> [WORK ORDER]: Each line of the listing below that includes "push" must be copied.

> [MATERIAL TO PROCESS]:
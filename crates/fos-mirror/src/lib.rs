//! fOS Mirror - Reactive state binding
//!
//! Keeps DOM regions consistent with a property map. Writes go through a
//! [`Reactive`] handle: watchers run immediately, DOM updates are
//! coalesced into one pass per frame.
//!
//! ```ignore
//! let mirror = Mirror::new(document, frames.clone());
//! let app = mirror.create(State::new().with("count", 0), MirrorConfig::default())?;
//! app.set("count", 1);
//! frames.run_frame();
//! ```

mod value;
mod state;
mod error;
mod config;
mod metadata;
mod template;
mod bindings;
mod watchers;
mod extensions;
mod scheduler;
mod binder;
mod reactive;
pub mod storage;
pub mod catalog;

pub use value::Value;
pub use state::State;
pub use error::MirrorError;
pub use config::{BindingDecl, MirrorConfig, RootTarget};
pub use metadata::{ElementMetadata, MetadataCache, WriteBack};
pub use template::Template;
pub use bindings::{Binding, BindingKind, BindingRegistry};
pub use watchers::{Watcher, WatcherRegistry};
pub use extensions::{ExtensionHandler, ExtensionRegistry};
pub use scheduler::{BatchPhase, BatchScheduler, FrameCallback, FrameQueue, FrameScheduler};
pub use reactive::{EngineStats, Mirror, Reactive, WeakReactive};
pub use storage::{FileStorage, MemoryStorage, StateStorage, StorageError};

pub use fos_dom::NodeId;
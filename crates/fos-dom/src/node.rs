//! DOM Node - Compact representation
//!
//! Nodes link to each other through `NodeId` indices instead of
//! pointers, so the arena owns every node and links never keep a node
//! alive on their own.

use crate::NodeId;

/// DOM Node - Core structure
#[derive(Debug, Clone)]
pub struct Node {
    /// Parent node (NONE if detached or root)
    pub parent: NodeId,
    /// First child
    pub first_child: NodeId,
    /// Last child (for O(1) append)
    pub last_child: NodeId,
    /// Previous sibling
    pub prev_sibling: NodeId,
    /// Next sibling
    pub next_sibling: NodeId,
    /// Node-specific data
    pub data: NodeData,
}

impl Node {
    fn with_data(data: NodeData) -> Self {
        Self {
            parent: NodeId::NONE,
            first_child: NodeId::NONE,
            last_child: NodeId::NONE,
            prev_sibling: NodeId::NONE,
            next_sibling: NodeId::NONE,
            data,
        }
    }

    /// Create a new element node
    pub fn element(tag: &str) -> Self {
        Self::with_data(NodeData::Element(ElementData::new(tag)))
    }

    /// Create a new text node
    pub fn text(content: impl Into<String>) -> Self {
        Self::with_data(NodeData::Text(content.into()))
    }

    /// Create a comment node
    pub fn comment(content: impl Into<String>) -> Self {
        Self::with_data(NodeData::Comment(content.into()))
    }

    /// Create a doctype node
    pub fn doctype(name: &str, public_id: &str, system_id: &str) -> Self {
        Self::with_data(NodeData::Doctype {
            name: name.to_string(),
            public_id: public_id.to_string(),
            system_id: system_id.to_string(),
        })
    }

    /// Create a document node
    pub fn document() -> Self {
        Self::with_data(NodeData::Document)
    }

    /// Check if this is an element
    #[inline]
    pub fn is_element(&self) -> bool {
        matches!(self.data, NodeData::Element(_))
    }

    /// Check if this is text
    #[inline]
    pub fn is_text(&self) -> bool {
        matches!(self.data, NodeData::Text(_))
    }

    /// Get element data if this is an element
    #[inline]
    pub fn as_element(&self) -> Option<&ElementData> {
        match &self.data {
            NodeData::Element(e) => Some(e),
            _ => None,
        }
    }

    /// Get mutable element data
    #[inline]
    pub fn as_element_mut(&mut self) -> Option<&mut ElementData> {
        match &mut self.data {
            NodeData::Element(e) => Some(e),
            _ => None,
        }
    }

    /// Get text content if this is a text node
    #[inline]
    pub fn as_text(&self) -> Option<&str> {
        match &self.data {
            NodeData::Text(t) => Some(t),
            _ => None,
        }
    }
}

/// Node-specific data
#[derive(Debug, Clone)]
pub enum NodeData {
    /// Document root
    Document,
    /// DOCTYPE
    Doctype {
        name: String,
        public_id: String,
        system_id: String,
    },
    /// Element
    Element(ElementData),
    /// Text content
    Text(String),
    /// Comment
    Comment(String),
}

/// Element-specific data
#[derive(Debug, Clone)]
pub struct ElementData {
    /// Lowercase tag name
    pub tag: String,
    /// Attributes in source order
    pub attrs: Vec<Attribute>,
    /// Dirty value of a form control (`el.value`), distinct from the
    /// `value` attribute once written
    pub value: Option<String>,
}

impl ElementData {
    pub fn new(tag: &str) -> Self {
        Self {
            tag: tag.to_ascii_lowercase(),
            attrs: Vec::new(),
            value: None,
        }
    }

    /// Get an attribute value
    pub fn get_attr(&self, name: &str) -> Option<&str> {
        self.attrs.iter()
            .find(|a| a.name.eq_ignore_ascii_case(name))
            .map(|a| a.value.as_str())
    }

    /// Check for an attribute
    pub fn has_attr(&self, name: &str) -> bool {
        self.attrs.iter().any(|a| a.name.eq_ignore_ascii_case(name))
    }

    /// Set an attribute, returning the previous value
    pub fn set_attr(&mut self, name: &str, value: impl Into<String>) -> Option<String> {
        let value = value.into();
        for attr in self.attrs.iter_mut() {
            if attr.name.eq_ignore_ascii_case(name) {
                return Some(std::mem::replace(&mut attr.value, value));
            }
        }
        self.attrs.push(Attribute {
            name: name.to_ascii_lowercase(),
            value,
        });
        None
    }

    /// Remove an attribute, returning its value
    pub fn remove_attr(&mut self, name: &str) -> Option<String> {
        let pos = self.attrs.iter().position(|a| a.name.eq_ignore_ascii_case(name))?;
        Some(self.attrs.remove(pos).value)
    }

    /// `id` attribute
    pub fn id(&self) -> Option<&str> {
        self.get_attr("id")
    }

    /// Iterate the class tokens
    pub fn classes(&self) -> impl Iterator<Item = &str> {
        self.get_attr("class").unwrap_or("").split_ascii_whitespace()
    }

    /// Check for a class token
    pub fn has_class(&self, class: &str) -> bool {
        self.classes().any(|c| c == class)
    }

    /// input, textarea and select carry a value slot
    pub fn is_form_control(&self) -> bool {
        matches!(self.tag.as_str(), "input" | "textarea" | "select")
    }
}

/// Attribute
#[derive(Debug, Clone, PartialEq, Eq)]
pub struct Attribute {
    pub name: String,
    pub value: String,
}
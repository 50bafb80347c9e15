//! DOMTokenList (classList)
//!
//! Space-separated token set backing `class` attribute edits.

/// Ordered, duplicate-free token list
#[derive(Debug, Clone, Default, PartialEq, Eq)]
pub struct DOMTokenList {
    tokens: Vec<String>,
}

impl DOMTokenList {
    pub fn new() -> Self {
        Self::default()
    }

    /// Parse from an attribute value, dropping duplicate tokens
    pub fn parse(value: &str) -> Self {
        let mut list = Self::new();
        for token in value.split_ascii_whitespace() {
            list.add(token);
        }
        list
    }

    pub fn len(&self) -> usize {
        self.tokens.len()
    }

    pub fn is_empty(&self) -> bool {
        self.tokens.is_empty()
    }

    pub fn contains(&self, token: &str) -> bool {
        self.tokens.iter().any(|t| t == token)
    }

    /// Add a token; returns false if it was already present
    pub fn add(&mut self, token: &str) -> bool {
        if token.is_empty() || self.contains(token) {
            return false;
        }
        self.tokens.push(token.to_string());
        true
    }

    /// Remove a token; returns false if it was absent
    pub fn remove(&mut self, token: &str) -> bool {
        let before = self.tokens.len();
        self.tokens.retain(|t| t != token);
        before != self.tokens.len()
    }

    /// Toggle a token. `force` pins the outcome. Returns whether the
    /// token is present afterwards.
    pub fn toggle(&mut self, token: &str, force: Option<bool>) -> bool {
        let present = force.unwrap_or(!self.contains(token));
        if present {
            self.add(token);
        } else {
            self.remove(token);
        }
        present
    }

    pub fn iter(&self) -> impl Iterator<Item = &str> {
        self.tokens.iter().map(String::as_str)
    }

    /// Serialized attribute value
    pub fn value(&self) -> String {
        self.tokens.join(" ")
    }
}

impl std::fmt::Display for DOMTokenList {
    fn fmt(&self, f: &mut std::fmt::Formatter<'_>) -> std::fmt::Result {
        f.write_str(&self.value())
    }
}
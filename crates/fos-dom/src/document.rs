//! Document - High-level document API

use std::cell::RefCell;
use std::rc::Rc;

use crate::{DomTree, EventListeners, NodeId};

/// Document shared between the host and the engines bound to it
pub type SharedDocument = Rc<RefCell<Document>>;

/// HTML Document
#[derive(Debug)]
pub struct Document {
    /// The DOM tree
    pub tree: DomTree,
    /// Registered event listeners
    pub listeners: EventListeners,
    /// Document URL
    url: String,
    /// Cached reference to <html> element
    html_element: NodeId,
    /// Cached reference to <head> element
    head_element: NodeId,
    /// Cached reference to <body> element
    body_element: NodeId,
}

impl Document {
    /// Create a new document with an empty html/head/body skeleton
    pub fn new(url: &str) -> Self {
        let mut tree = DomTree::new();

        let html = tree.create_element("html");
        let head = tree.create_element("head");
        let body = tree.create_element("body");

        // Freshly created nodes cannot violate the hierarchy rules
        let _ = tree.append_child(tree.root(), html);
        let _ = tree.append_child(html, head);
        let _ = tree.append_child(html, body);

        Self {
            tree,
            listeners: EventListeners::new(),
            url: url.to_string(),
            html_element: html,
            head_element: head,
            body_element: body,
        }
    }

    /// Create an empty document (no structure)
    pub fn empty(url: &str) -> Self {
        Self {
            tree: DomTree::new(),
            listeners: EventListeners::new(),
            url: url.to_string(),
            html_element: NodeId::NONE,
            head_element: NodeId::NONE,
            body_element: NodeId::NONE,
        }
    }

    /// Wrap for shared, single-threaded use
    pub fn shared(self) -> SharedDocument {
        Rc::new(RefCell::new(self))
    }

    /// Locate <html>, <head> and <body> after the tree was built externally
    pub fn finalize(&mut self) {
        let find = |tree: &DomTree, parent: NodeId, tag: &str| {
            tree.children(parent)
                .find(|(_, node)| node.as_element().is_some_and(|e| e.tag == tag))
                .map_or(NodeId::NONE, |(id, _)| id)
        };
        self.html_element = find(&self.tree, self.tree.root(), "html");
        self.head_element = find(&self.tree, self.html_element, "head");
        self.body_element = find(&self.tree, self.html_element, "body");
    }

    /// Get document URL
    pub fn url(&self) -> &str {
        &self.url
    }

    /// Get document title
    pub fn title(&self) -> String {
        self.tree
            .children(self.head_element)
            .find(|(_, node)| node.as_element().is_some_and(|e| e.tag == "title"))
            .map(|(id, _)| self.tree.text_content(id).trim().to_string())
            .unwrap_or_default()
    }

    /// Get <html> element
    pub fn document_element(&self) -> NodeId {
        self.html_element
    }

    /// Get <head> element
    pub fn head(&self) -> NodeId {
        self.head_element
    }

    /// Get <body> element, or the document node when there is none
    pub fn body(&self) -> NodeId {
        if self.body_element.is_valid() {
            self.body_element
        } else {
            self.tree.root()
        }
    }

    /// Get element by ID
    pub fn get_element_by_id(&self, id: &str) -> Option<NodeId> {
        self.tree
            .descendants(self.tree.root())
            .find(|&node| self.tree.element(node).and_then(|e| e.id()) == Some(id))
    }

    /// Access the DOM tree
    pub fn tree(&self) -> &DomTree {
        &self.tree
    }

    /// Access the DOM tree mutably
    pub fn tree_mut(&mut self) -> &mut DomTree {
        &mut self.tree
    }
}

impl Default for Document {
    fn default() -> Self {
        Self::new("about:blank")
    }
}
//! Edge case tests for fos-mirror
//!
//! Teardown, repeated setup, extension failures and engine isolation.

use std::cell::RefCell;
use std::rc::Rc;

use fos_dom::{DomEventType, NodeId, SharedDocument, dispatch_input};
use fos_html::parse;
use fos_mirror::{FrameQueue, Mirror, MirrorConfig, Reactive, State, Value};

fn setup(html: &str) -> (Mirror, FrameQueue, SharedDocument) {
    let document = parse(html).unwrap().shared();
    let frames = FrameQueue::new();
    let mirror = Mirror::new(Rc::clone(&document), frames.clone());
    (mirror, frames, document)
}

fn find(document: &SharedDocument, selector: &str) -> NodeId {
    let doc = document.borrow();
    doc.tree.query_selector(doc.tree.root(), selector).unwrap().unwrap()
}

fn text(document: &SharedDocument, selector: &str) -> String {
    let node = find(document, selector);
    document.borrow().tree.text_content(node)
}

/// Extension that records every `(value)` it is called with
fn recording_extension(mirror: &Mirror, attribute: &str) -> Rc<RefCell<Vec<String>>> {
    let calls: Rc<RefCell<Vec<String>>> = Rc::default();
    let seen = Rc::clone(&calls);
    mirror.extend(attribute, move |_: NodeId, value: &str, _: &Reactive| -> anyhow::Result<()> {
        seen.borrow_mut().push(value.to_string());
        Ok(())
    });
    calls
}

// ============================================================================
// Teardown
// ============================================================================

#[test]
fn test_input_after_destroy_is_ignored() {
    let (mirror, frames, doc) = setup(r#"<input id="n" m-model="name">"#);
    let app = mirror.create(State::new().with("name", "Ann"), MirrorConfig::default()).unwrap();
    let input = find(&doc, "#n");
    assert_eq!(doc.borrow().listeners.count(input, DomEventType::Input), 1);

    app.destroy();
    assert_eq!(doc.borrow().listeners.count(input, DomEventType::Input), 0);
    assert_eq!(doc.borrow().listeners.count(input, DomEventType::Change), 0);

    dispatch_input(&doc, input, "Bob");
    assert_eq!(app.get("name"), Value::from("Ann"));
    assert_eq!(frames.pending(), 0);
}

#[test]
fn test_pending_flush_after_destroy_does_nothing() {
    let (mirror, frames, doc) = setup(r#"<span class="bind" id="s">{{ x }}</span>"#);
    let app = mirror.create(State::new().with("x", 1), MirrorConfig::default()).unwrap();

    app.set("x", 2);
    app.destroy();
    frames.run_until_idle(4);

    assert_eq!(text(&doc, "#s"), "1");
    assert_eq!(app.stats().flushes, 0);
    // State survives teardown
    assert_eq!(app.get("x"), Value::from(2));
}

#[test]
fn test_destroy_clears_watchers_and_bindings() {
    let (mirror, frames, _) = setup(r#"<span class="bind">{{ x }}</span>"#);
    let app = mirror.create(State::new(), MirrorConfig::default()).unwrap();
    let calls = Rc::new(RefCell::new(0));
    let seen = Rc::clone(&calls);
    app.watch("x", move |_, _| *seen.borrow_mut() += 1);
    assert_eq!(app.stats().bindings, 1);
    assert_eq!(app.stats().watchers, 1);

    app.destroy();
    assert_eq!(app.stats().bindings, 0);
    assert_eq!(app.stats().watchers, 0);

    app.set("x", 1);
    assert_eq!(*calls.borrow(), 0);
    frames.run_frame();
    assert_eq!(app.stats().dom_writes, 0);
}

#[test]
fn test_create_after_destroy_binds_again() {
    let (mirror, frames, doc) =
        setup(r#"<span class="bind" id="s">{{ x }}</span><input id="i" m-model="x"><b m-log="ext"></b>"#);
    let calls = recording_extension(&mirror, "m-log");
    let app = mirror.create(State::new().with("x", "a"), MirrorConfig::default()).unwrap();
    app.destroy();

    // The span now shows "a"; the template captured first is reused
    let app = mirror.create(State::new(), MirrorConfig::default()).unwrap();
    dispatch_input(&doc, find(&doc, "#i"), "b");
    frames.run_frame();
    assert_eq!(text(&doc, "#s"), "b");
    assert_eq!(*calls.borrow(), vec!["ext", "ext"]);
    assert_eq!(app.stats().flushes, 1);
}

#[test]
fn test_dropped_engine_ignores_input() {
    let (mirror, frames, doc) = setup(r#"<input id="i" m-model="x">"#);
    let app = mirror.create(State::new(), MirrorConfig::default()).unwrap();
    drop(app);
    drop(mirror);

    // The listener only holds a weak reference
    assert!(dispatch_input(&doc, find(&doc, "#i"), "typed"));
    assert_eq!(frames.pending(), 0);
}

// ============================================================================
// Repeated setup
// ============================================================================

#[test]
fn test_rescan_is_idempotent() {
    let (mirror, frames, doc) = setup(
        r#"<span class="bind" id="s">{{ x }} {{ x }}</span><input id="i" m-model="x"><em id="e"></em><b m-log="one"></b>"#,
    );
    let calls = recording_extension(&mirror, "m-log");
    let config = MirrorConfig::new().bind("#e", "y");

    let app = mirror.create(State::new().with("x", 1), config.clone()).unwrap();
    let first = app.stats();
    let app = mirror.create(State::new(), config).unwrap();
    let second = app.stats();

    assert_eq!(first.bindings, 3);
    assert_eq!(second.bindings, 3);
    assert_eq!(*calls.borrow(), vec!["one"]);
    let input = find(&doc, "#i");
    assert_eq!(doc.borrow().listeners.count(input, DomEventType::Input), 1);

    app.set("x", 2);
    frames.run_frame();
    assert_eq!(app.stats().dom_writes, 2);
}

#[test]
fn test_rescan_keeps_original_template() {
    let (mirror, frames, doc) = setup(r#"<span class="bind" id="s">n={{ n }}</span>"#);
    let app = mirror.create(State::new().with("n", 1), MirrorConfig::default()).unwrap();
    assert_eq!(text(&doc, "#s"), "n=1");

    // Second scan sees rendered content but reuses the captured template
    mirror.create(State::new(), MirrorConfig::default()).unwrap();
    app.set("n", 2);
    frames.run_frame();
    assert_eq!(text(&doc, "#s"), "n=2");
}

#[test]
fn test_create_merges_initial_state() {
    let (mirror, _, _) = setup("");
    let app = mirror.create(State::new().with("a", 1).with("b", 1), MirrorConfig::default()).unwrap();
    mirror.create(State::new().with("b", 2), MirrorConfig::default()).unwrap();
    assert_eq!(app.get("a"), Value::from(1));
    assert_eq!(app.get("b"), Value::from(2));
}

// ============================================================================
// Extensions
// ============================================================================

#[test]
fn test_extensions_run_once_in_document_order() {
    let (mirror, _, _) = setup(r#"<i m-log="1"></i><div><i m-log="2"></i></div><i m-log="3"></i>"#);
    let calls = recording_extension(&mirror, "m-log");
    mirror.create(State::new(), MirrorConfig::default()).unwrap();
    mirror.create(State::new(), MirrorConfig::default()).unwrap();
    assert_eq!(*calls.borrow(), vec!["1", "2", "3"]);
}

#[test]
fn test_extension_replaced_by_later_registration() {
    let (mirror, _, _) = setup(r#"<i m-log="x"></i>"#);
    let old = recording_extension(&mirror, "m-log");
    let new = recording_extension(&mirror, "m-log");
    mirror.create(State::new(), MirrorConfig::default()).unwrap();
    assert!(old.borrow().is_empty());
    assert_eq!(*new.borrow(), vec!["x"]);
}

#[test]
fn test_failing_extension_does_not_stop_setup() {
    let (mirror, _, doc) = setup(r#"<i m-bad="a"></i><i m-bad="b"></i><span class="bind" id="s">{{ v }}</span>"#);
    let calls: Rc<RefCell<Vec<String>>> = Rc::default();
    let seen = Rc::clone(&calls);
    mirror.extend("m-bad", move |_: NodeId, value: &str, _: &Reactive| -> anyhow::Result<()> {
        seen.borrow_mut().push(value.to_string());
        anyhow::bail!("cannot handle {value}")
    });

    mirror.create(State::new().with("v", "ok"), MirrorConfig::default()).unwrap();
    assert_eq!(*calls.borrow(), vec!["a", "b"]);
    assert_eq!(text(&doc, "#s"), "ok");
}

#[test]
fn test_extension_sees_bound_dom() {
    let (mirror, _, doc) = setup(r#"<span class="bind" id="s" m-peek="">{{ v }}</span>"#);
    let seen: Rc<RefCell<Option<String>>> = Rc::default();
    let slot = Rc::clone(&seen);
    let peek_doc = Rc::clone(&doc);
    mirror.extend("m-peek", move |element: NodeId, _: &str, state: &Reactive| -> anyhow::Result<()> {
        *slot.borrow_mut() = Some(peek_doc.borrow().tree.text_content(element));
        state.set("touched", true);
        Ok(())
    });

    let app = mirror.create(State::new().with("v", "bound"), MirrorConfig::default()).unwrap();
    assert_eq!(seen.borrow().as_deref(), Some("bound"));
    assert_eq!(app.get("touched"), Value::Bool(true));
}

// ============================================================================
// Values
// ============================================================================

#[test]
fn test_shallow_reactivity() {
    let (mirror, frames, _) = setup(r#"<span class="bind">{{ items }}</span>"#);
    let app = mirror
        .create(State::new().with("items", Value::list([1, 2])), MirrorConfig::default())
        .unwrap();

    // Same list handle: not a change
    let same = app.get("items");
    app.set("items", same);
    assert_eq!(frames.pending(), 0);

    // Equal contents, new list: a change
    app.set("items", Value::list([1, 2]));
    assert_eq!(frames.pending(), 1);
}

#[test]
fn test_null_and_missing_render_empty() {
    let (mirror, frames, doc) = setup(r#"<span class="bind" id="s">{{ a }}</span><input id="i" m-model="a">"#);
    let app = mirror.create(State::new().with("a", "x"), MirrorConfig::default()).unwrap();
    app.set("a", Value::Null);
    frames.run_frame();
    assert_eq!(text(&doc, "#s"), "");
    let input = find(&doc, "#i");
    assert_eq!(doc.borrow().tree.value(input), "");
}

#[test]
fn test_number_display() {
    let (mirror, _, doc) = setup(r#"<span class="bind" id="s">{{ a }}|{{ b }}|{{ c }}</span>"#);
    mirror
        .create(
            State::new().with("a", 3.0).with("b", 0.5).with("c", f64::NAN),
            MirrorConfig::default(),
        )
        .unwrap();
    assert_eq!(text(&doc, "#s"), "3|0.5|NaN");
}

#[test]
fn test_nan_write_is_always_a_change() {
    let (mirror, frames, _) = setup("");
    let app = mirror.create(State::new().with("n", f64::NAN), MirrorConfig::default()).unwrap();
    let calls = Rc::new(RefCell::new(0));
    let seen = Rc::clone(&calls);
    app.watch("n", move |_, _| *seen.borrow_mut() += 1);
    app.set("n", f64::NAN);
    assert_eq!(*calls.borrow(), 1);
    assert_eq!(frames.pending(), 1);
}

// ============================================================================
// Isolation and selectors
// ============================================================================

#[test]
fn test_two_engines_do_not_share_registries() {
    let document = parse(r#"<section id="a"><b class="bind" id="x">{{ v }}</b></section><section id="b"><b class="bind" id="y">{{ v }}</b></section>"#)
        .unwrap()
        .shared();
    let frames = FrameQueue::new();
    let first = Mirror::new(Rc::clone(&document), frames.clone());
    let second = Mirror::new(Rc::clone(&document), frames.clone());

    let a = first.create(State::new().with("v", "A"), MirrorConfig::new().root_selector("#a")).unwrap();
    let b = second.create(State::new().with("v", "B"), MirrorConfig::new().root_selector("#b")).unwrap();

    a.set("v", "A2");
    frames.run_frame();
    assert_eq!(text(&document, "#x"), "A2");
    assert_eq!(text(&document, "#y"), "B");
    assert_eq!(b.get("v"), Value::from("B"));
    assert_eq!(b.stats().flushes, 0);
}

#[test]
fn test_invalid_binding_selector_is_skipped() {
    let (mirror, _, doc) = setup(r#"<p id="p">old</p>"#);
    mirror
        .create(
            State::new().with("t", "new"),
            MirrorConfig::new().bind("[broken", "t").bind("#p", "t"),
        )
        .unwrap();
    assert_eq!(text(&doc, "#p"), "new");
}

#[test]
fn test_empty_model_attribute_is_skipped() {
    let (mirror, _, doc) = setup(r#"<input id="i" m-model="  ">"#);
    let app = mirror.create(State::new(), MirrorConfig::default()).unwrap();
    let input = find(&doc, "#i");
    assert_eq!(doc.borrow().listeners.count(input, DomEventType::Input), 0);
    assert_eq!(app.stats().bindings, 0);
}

> [ANSWER FOR THE TASK]:
        self.attrs.push(Attribute {
        self.tokens.push(token.to_string());
        seen.borrow_mut().push(value.to_string());
        seen.borrow_mut().push(value.to_string());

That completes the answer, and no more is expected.